Invited Paper BI+SS-TuM1
Molecular Assembly and Micro-/Nanopatterning Techniques on Oxide-based Surfaces for Controlling Non-specific and Specific Interactions
The assembly of multifunctional molecules at surfaces has become an important technique to design interfaces for biosensor applications and model surfaces for cell-biological studies. While alkanethiol self-assembled monolayers on gold surfaces are routinely used today, corresponding systems for oxide-based surfaces had first to be developed. The objective is to produce interfaces via cost-effective, robust techniques that allow the elimination of non-specific protein adsorption and the addition of ligands in controlled density to sense the biological environment. Poly(ethylene glycol)-grafted polyionic copolymers assemble spontaneously from aqueous solutions at charged interfaces resulting in well-defined, stable monolayers. The degree of interactiveness of the resulting surface with the bioenvironment can be controlled quantitatively through the design of the polymer architecture. If the polymer is functionalized with bioligands such as biotin, biosensor interfaces with quantitative control over ligand density can be efficiently produced. Chemical patterning of surfaces into adhesive and non-adhesive areas has become an important tool to organize in a controlled manner biological entities such as cells and biomolecules at interfaces. A novel surface modification technique is presented that uses a lithographically pre-patterned, inorganic substrate, which is subsequently converted into a pattern of biological contrast via area-selective molecular assembly processes.
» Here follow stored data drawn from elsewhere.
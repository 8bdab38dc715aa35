//! Change notifications emitted by the aggregator

use std::net::Ipv4Addr;

use crate::model::{DeviceId, DeviceView};

/// Something observers should know about.
#[derive(Debug, Clone, PartialEq)]
pub enum StateEvent {
    /// One device was created, edited, or commanded
    DeviceChanged(DeviceView),

    /// Several devices changed together (refresh, polling)
    DevicesChanged(Vec<DeviceView>),

    DeviceDeleted(DeviceId),

    /// The locator found a device at a different address than stored.
    ///
    /// Raised before the registry is patched, so adapters that keep their
    /// own copy can reconcile.
    AddressDrift {
        id: DeviceId,
        old: Ipv4Addr,
        new: Ipv4Addr,
    },
}
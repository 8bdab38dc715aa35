//! Model types for roomctl-state

mod category;
mod device;
mod device_id;

pub use category::Category;
pub use device::{DeviceFilter, DevicePatch, DeviceRecord, DeviceState, DeviceView, NewDevice};
pub use device_id::DeviceId;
Biologically meaningful patterns of protein-adhesive and non-adhesive areas in a size range from micrometers to as small as 50 nm could be produced. Fluorescence microscopy, XPS, ToF-SIMS and AFM were used to control ex situ each surface modification step, while the kinetics of the surface reactions including the interaction with biological media were monitored in situ with an optical sensor (OWLS) and the quartz crystal microbalance (QCM-D) technique.